- Directed by: Arliss Howard
- Written by: Arliss Howard Jim Howard Larry Brown (book)
- Produced by: Arliss Howard
- Starring: Arliss Howard Debra Winger Paul Le Mat Rosanna Arquette Angie Dickinson Michael Parks
- Cinematography: Paul Ryan
- Edited by: Jay Rabinowitz
- Distributed by: IFC Films
- Release dates: May 12, 2001 (Cannes Film Festival); February 22, 2002 (U.S.);
- Running time: 111 minutes
- Country: United States
- Language: English
- Box office: $104,294

= Big Bad Love =

2001 film by Arliss Howard

Big Bad Love is a 2001 film directed by Arliss Howard, who co-wrote the script with his brother, James Howard, based on a collection of short stories of the same name by Larry Brown. The story recounts an episode in the life of an alcoholic Vietnam veteran and struggling writer named Leon Barlow, who is played by Arliss Howard, and his wife, played by Howard's wife Debra Winger. The soundtrack includes music by Tom Verlaine, the Kronos Quartet, and R. L. Burnside.

==Plot==
Big Bad Love shares its title and characters with those in Mississippi writer Larry Brown's short story collection, particularly those in the book's final story, "92 Days".

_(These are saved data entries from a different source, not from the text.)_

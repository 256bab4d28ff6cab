//! Session configuration.
//!
//! Supplied once at startup (see `main.rs`) and never mutated while a
//! session runs.

use std::time::Duration;

use crate::congestion::INITIAL_THRESHOLD;

/// Timeouts and window parameters shared by both roles.
#[derive(Debug, Clone)]
pub struct Config {
    /// How long the sender waits for an ACK before going back to `base`.
    pub sender_timeout: Duration,
    /// How long the receiver waits for a datagram before re-sending its ACK.
    pub receiver_timeout: Duration,
    /// Pause between the final ACK and the digest frame.
    pub settle_delay: Duration,
    /// Initial slow-start threshold in packets.
    pub initial_threshold: u32,
    /// Halve the threshold on every sender timeout.
    pub threshold_decrease: bool,
    /// Receiver gives up after this many consecutive silent timeouts.
    pub receiver_idle_limit: Option<u32>,
}

impl Default for Config {
    fn default() -> Self {
        Self {
            sender_timeout: Duration::from_secs(2),
            receiver_timeout: Duration::from_secs(3),
            settle_delay: Duration::from_secs(2),
            initial_threshold: INITIAL_THRESHOLD,
            threshold_decrease: false,
            receiver_idle_limit: None,
        }
    }
}

impl Config {
    /// Short timeouts for loopback tests.
    pub fn loopback() -> Self {
        Self {
            sender_timeout: Duration::from_millis(200),
            receiver_timeout: Duration::from_millis(300),
            settle_delay: Duration::from_millis(100),
            receiver_idle_limit: Some(20),
            ..Self::default()
        }
    }
}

The main character is an unsuccessful alcoholic writer, motivated by desire for his estranged wife (played by Debra Winger) and the urging of his Vietnam War buddy Monroe (played by Paul Le Mat) to continue to write. He is angry, yet hopeful that he will sell a story. When tragedy strikes a close friend and his daughter, Leon is forced to rethink his way of life.

==Cast==
- Arliss Howard as Barlow
- Debra Winger as Marilyn
- Paul Le Mat as Monroe
- Rosanna Arquette as Velma
- Angie Dickinson as Mrs. Barlow
- Zach Moody as Alan
- Sigourney Weaver as Betti DeLoreo (voice)
- Michael Parks as Mr. Aaron
- Michael Owens as EMT
- Christopher Webster as The Smoking Clown

==Production notes==
It was filmed on location in parts of Mississippi.

==Release==
Big Bad Love had international release at film festivals before and after its 2002 theatrical release, including the 2001 Cannes Film Festival, the 2001 Toronto International Film Festival, the 2001 Austin Film Festival, and the 2002 Wisconsin Film Festival.

==Reception==
 Metacritic, which uses a weighted average, assigned the film a score of 49 out of 100, based on 24 critics, indicating "mixed or average" reviews.

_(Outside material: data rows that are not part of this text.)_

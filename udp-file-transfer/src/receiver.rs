//! Receiver role: accept, reassemble, verify.
//!
//! [`receive_file`] waits for a `CONNECT`, then loops on one bounded receive
//! at a time:
//!
//! | Inbound                  | Action                                          |
//! |--------------------------|-------------------------------------------------|
//! | valid data packet        | feed [`ReceiveBuffer`], send `ACK<expected>`    |
//! | CRC mismatch / malformed | discard silently, no ACK                        |
//! | `MD5<hex>`               | compare digests and close                       |
//! | timeout                  | re-send `ACK<expected>`                         |
//!
//! Corrupted packets are never negatively acknowledged; the sender recovers
//! them through its own timeout.

use crate::checksum::{verify_digest, DigestCheck};
use crate::config::Config;
use crate::connection::{Connection, Inbound};
use crate::error::Result;
use crate::gbn_receiver::{Accepted, ReceiveBuffer};
use crate::packet::{ControlFrame, Packet};
use crate::socket::Transport;
use crate::state::{AbortReason, Outcome, Phase};

/// Summary of a finished receive session.
#[derive(Debug, Clone, PartialEq, Eq)]
pub struct ReceiveReport {
    pub outcome: Outcome,
    /// Reassembled file with the final packet's padding stripped.
    pub data: Vec<u8>,
    /// Packets delivered in order (`expected_seq` at close).
    pub packets: u32,
    /// Packet count the sender announced in its `CONNECT`, if any.
    pub announced_packets: Option<u32>,
    pub acks_sent: u32,
    pub corrupted: u32,
    pub malformed: u32,
    pub duplicates: u32,
}

impl ReceiveReport {
    /// `true` when the data should be written out: the session got past the
    /// handshake and ended on a digest comparison.
    pub fn has_file(&self) -> bool {
        matches!(self.outcome, Outcome::Success | Outcome::Mismatch { .. })
    }
}

/// Run one receive session on `transport`.
pub async fn receive_file<T: Transport>(transport: T, config: &Config) -> Result<ReceiveReport> {
    let conn = Connection::accept(transport).await?;
    let mut receiver = FileReceiver {
        conn,
        buffer: ReceiveBuffer::new(),
        acks_sent: 0,
        corrupted: 0,
        malformed: 0,
        duplicates: 0,
    };
    if let Phase::Closed(outcome) = receiver.conn.phase.clone() {
        return Ok(receiver.into_report(outcome));
    }

    let outcome = receiver.transfer(config).await?;
    receiver.conn.phase = Phase::Closed(outcome.clone());
    match &outcome {
        Outcome::Success => log::info!("file received correctly; digest matches"),
        other => log::warn!("transfer ended: {other}"),
    }
    Ok(receiver.into_report(outcome))
}

/// Receiver-side session state.
struct FileReceiver<T> {
    conn: Connection<T>,
    buffer: ReceiveBuffer,
    acks_sent: u32,
    corrupted: u32,
    malformed: u32,
    duplicates: u32,
}

impl<T: Transport> FileReceiver<T> {
    /// The `Transferring` phase; returns once the digest arrives or the
    /// idle limit is hit.
    async fn transfer(&mut self, config: &Config) -> Result<Outcome> {
        let mut idle = 0u32;
        loop {
            let inbound = self.conn.recv(config.receiver_timeout).await?;
            if !matches!(inbound, Inbound::TimedOut) {
                idle = 0;
            }
            match inbound {
                Inbound::Data(packet) => self.on_packet(packet).await?,
                Inbound::Frame(ControlFrame::FileDigest(hex)) => {
                    self.conn.phase = Phase::AwaitingDigest;
                    log::debug!("[receiver] ← MD5{hex}");
                    return Ok(self.verify(&hex));
                }
                Inbound::Frame(other) => log::debug!("[receiver] ignoring {other:?}"),
                Inbound::Malformed(e) => {
                    self.malformed += 1;
                    log::debug!("[receiver] discarding malformed datagram: {e}");
                }
                Inbound::TimedOut => {
                    idle += 1;
                    if let Some(limit) = config.receiver_idle_limit {
                        if idle >= limit {
                            return Ok(Outcome::Aborted(AbortReason::PeerSilent {
                                timeouts: idle,
                            }));
                        }
                    }
                    log::debug!(
                        "[receiver] timeout; re-sending ACK{}",
                        self.buffer.ack_number()
                    );
                    self.send_ack().await?;
                }
            }
        }
    }

    async fn on_packet(&mut self, packet: Packet) -> Result<()> {
        if let Err(e) = packet.verify() {
            self.corrupted += 1;
            log::warn!("[receiver] packet {} discarded: {e}", packet.seq);
            return Ok(());
        }

        match self.buffer.on_packet(packet.seq, &packet.payload) {
            Accepted::Delivered { drained } => {
                log::debug!("[receiver] ← DATA seq={} in order", packet.seq);
                if drained > 0 {
                    log::debug!("[receiver] drained {drained} buffered packet(s)");
                }
            }
            Accepted::Buffered => {
                log::debug!(
                    "[receiver] ← DATA seq={} out of order; buffered ({} pending)",
                    packet.seq,
                    self.buffer.pending_len()
                );
            }
            Accepted::Duplicate => {
                self.duplicates += 1;
                log::debug!("[receiver] ← DATA seq={} duplicate", packet.seq);
            }
        }
        if let Some(total) = self.conn.total_packets {
            log::trace!("[receiver] progress {}/{total}", self.buffer.ack_number());
        }
        self.send_ack().await
    }

    async fn send_ack(&mut self) -> Result<()> {
        let n = self.buffer.ack_number();
        self.conn.send_frame(&ControlFrame::Ack(n)).await?;
        self.acks_sent += 1;
        log::debug!("[receiver] → ACK{n}");
        Ok(())
    }

    fn verify(&self, received: &str) -> Outcome {
        match verify_digest(received, self.buffer.delivered()) {
            DigestCheck::Match => Outcome::Success,
            DigestCheck::Mismatch { received, computed } => {
                Outcome::Mismatch { received, computed }
            }
        }
    }

    fn into_report(self, outcome: Outcome) -> ReceiveReport {
        ReceiveReport {
            outcome,
            packets: self.buffer.ack_number(),
            announced_packets: self.conn.total_packets,
            acks_sent: self.acks_sent,
            corrupted: self.corrupted,
            malformed: self.malformed,
            duplicates: self.duplicates,
            data: self.buffer.into_file(),
        }
    }
}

The New York Times reviewer A. O. Scott wrote, "For every moment of breathtaking strangeness -- as when Leon, after a road accident, awakens in a field of kudzu strewn with manuscript pages -- there is an overly stylized scene in which literary self-consciousness suffocates lived reality", "(the film) is a self-indulgent celebration of self-indulgence". Lisa Schwarzbaum of Entertainment Weekly wrote, "Howard's Big Bad Love bewilders -- a whole lot of opulent Southern atmosphere about some stunted, opaque characters". Ken Fox of TV Guide writes "The film's few saving graces include Dickinson's sardonic southern belle; Winger's welcome return to the screen after a five-year absence; and Howard's voice-over readings of Brown's powerful prose, which ultimately saves the film from itself.", while Rachel Gordon of Filmcritic wrote, "For his feature debut as director, Howard impressively mixes fantasy sequences with the depressing reality of pushing creativity as hard as you can against a tide of guilt", and Kevin Thomas of the Los Angeles Times wrote, "Big Bad Love is brave and admirable for the trust that it puts in a viewer's intuition and willingness in going along with it right through to its rewarding finish."